*SOURCE INFORMATION:*
■ ■ ■ ■

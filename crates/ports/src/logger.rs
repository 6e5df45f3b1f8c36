//! Structured logging boundary contract.

use repo_indexer_shared::ErrorEnvelope;
use std::collections::BTreeMap;

/// Log level, ordered by severity.
#[derive(Debug, Clone, Copy, PartialEq, Eq, PartialOrd, Ord)]
pub enum LogLevel {
    /// Debug.
    Debug,
    /// Info.
    Info,
    /// Warn.
    Warn,
    /// Error.
    Error,
}

impl LogLevel {
    /// Lowercase wire name.
    #[must_use]
    pub const fn as_str(self) -> &'static str {
        match self {
            Self::Debug => "debug",
            Self::Info => "info",
            Self::Warn => "warn",
            Self::Error => "error",
        }
    }
}

/// Additional event fields.
pub type LogFields = BTreeMap<Box<str>, serde_json::Value>;

/// Build [`LogFields`] from key/value pairs.
pub fn log_fields<const N: usize>(pairs: [(&str, serde_json::Value); N]) -> LogFields {
    pairs
        .into_iter()
        .map(|(key, value)| (key.into(), value))
        .collect()
}

/// Structured log event.
#[derive(Debug, Clone, PartialEq)]
pub struct LogEvent {
    /// Stable dotted event name, e.g. `index.batch_upserted`.
    pub event: Box<str>,
    /// Severity.
    pub level: LogLevel,
    /// Human-readable message (safe, redacted).
    pub message: Box<str>,
    /// Optional structured fields.
    pub fields: Option<LogFields>,
    /// Optional error payload.
    pub error: Option<serde_json::Value>,
}

/// Boundary contract for structured logging.
pub trait LoggerPort: Send + Sync {
    /// Emit a structured event.
    fn log(&self, event: LogEvent);

    /// Create a child logger with base fields applied to every event.
    fn child(&self, fields: LogFields) -> Box<dyn LoggerPort>;

    /// Convenience: debug event.
    fn debug(&self, event: &str, message: &str, fields: Option<LogFields>) {
        self.log(plain(LogLevel::Debug, event, message, fields));
    }

    /// Convenience: info event.
    fn info(&self, event: &str, message: &str, fields: Option<LogFields>) {
        self.log(plain(LogLevel::Info, event, message, fields));
    }

    /// Convenience: warn event.
    fn warn(&self, event: &str, message: &str, fields: Option<LogFields>) {
        self.log(plain(LogLevel::Warn, event, message, fields));
    }

    /// Convenience: error event.
    fn error(&self, event: &str, message: &str, fields: Option<LogFields>) {
        self.log(plain(LogLevel::Error, event, message, fields));
    }

    /// Emit an event carrying a serialized error envelope.
    fn failure(
        &self,
        level: LogLevel,
        event: &str,
        message: &str,
        error: &ErrorEnvelope,
        fields: Option<LogFields>,
    ) {
        let mut entry = plain(level, event, message, fields);
        entry.error = serde_json::to_value(error).ok();
        self.log(entry);
    }
}

fn plain(level: LogLevel, event: &str, message: &str, fields: Option<LogFields>) -> LogEvent {
    LogEvent {
        event: event.into(),
        level,
        message: message.into(),
        fields,
        error: None,
    }
}

/// Logger that drops every event.
#[derive(Debug, Clone, Copy, Default)]
pub struct NoopLogger;

impl LoggerPort for NoopLogger {
    fn log(&self, _event: LogEvent) {}

    fn child(&self, _fields: LogFields) -> Box<dyn LoggerPort> {
        Box::new(Self)
    }
}

#[cfg(test)]
mod tests {
    use super::*;
    use repo_indexer_shared::{ErrorClass, ErrorCode};
    use std::sync::{Arc, Mutex};

    #[derive(Default, Clone)]
    struct Capture(Arc<Mutex<Vec<LogEvent>>>);

    impl LoggerPort for Capture {
        fn log(&self, event: LogEvent) {
            self.0.lock().expect("lock").push(event);
        }

        fn child(&self, _fields: LogFields) -> Box<dyn LoggerPort> {
            Box::new(self.clone())
        }
    }

    #[test]
    fn helpers_set_level_and_error_payload() {
        let capture = Capture::default();
        capture.info("index.run_started", "starting", Some(log_fields([("owner", "octocat".into())])));
        let error = ErrorEnvelope::unexpected(
            ErrorCode::dependency_unavailable(),
            "502",
            ErrorClass::Retriable,
        );
        capture.failure(LogLevel::Error, "index.step_failed", "failed", &error, None);

        let events = capture.0.lock().expect("lock");
        assert_eq!(events.len(), 2);
        let first = events.first().expect("first event");
        assert_eq!(first.level, LogLevel::Info);
        assert_eq!(
            first.fields.as_ref().and_then(|fields| fields.get("owner")),
            Some(&serde_json::json!("octocat"))
        );
        let second = events.get(1).expect("second event");
        assert_eq!(second.level, LogLevel::Error);
        assert_eq!(
            second.error.as_ref().and_then(|error| error.get("class")),
            Some(&serde_json::json!("retriable"))
        );
    }

    #[test]
    fn levels_are_ordered_by_severity() {
        assert!(LogLevel::Debug < LogLevel::Info);
        assert!(LogLevel::Warn < LogLevel::Error);
        assert_eq!(LogLevel::Warn.as_str(), "warn");
    }
}
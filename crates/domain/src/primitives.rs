//! Identifier newtypes with validated constructors.

use crate::spans::LineRange;
use repo_indexer_shared::{ErrorCode, ErrorEnvelope};
use serde::{Deserialize, Serialize};
use std::fmt;

/// Validation failures for identifiers and line ranges.
#[derive(Debug, Clone, PartialEq, Eq)]
pub enum PrimitiveError {
    /// `ChunkId` is empty after trimming.
    InvalidChunkId {
        /// Length of the raw input before trimming.
        input_length: usize,
    },
    /// `Namespace` is not of the form `owner/repo`.
    InvalidNamespace {
        /// Trimmed input that failed validation.
        input: String,
    },
    /// `LineRange` must satisfy `start < end`.
    EmptyLineRange {
        /// First line of the range (0-indexed, inclusive).
        start: usize,
        /// End of the range (exclusive).
        end: usize,
    },
}

impl PrimitiveError {
    fn error_code(&self) -> ErrorCode {
        match self {
            Self::InvalidChunkId { .. } => ErrorCode::new("domain", "invalid_chunk_id"),
            Self::InvalidNamespace { .. } => ErrorCode::new("domain", "invalid_namespace"),
            Self::EmptyLineRange { .. } => ErrorCode::new("domain", "invalid_line_range"),
        }
    }
}

impl fmt::Display for PrimitiveError {
    fn fmt(&self, formatter: &mut fmt::Formatter<'_>) -> fmt::Result {
        match self {
            Self::InvalidChunkId { .. } => formatter.write_str("ChunkId must be non-empty"),
            Self::InvalidNamespace { .. } => {
                formatter.write_str("Namespace must look like `owner/repo`")
            },
            Self::EmptyLineRange { .. } => {
                formatter.write_str("LineRange start must be < end")
            },
        }
    }
}

impl std::error::Error for PrimitiveError {}

impl From<PrimitiveError> for ErrorEnvelope {
    fn from(error: PrimitiveError) -> Self {
        let envelope = Self::expected(error.error_code(), error.to_string());
        match error {
            PrimitiveError::InvalidChunkId { input_length } => {
                envelope.with_metadata("input_length", input_length.to_string())
            },
            PrimitiveError::InvalidNamespace { input } => envelope.with_metadata("input", input),
            PrimitiveError::EmptyLineRange { start, end } => envelope
                .with_metadata("start", start.to_string())
                .with_metadata("end", end.to_string()),
        }
    }
}

/// Deterministic chunk identifier: `{path}:{start}-{end}`.
#[derive(Debug, Clone, PartialEq, Eq, Hash, PartialOrd, Ord, Serialize, Deserialize)]
#[serde(transparent)]
pub struct ChunkId(Box<str>);

impl ChunkId {
    /// Parse a `ChunkId` from user input.
    pub fn parse(input: impl AsRef<str>) -> Result<Self, PrimitiveError> {
        let raw = input.as_ref();
        let Some(trimmed) = trimmed_non_empty(raw) else {
            return Err(PrimitiveError::InvalidChunkId {
                input_length: raw.len(),
            });
        };
        Ok(Self(trimmed.into()))
    }

    /// Derive the id of the chunk covering `range` of the file at `path`.
    ///
    /// The same path and range always yield the same id.
    #[must_use]
    pub fn derive(path: &str, range: LineRange) -> Self {
        Self(format!("{path}:{}-{}", range.start(), range.end()).into_boxed_str())
    }

    /// Access the underlying string.
    #[must_use]
    pub fn as_str(&self) -> &str {
        &self.0
    }

    /// Consume and return the underlying string.
    #[must_use]
    pub fn into_inner(self) -> Box<str> {
        self.0
    }
}

impl AsRef<str> for ChunkId {
    fn as_ref(&self) -> &str {
        self.as_str()
    }
}

impl fmt::Display for ChunkId {
    fn fmt(&self, formatter: &mut fmt::Formatter<'_>) -> fmt::Result {
        formatter.write_str(self.as_str())
    }
}

/// Vector-store partition for one repository: `{owner}/{repo}`.
#[derive(Debug, Clone, PartialEq, Eq, Hash, PartialOrd, Ord, Serialize, Deserialize)]
#[serde(transparent)]
pub struct Namespace(Box<str>);

impl Namespace {
    /// Parse a namespace; both halves around the first `/` must be non-empty.
    pub fn parse(input: impl AsRef<str>) -> Result<Self, PrimitiveError> {
        let trimmed = input.as_ref().trim();
        let valid = trimmed
            .split_once('/')
            .is_some_and(|(owner, repo)| !owner.is_empty() && !repo.is_empty());
        if !valid {
            return Err(PrimitiveError::InvalidNamespace {
                input: trimmed.to_owned(),
            });
        }
        Ok(Self(trimmed.into()))
    }

    pub(crate) fn from_parts(owner: &str, repo: &str) -> Self {
        Self(format!("{owner}/{repo}").into_boxed_str())
    }

    /// Access the underlying string.
    #[must_use]
    pub fn as_str(&self) -> &str {
        &self.0
    }
}

impl AsRef<str> for Namespace {
    fn as_ref(&self) -> &str {
        self.as_str()
    }
}

impl fmt::Display for Namespace {
    fn fmt(&self, formatter: &mut fmt::Formatter<'_>) -> fmt::Result {
        formatter.write_str(self.as_str())
    }
}

/// Globally unique vector id: `{owner}/{repo}:{chunk id}`.
#[derive(Debug, Clone, PartialEq, Eq, Hash, PartialOrd, Ord, Serialize, Deserialize)]
#[serde(transparent)]
pub struct VectorRecordId(Box<str>);

impl VectorRecordId {
    /// Compose the record id for a chunk stored under `namespace`.
    #[must_use]
    pub fn compose(namespace: &Namespace, chunk_id: &ChunkId) -> Self {
        Self(format!("{namespace}:{chunk_id}").into_boxed_str())
    }

    /// Access the underlying string.
    #[must_use]
    pub fn as_str(&self) -> &str {
        &self.0
    }

    /// Consume and return the underlying string.
    #[must_use]
    pub fn into_inner(self) -> Box<str> {
        self.0
    }
}

impl AsRef<str> for VectorRecordId {
    fn as_ref(&self) -> &str {
        self.as_str()
    }
}

impl fmt::Display for VectorRecordId {
    fn fmt(&self, formatter: &mut fmt::Formatter<'_>) -> fmt::Result {
        formatter.write_str(self.as_str())
    }
}

/// Identity provider a stored credential belongs to.
#[derive(Debug, Clone, Copy, PartialEq, Eq, Hash, Serialize, Deserialize)]
#[serde(rename_all = "lowercase")]
pub enum CredentialProvider {
    /// GitHub OAuth access token.
    #[serde(rename = "github")]
    GitHub,
}

impl CredentialProvider {
    /// Provider id as stored by the account table.
    #[must_use]
    pub const fn as_str(self) -> &'static str {
        match self {
            Self::GitHub => "github",
        }
    }
}

impl fmt::Display for CredentialProvider {
    fn fmt(&self, formatter: &mut fmt::Formatter<'_>) -> fmt::Result {
        formatter.write_str(self.as_str())
    }
}

fn trimmed_non_empty(input: &str) -> Option<&str> {
    let trimmed = input.trim();
    if trimmed.is_empty() {
        None
    } else {
        Some(trimmed)
    }
}

#[cfg(test)]
mod tests {
    use super::*;

    #[test]
    fn chunk_id_is_path_and_range() -> Result<(), PrimitiveError> {
        let id = ChunkId::derive("src/main.rs", LineRange::new(80, 180)?);
        assert_eq!(id.as_str(), "src/main.rs:80-180");
        Ok(())
    }

    #[test]
    fn chunk_id_rejects_blank_input() {
        assert!(matches!(
            ChunkId::parse("  "),
            Err(PrimitiveError::InvalidChunkId { input_length: 2 })
        ));
    }

    #[test]
    fn namespace_requires_owner_and_repo() -> Result<(), PrimitiveError> {
        assert_eq!(Namespace::parse(" octocat/hello ")?.as_str(), "octocat/hello");
        assert!(Namespace::parse("octocat").is_err());
        assert!(Namespace::parse("/hello").is_err());
        assert!(Namespace::parse("octocat/").is_err());
        Ok(())
    }

    #[test]
    fn record_id_prefixes_namespace() -> Result<(), PrimitiveError> {
        let namespace = Namespace::parse("octocat/hello")?;
        let chunk = ChunkId::derive("README.md", LineRange::new(0, 12)?);
        let id = VectorRecordId::compose(&namespace, &chunk);
        assert_eq!(id.as_str(), "octocat/hello:README.md:0-12");
        Ok(())
    }

    #[test]
    fn credential_provider_serializes_lowercase() -> Result<(), serde_json::Error> {
        assert_eq!(serde_json::to_string(&CredentialProvider::GitHub)?, "\"github\"");
        assert_eq!(CredentialProvider::GitHub.to_string(), "github");
        Ok(())
    }

    #[test]
    fn errors_map_to_envelope_codes() {
        let envelope = ErrorEnvelope::from(PrimitiveError::EmptyLineRange { start: 4, end: 4 });
        assert_eq!(envelope.code, ErrorCode::new("domain", "invalid_line_range"));
        assert_eq!(envelope.metadata.get("start").map(String::as_str), Some("4"));
    }
}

■ ■ ■ ■

*HOW TO COMPLETE THIS TASK:* Read the material above and copy out each line holding "InvalidNamespace".

*ANSWER SECTION:*
    InvalidNamespace {
            Self::InvalidNamespace { .. } => ErrorCode::new("domain", "invalid_namespace"),
            Self::InvalidNamespace { .. } => {
            PrimitiveError::InvalidNamespace { input } => envelope.with_metadata("input", input),
            return Err(PrimitiveError::InvalidNamespace {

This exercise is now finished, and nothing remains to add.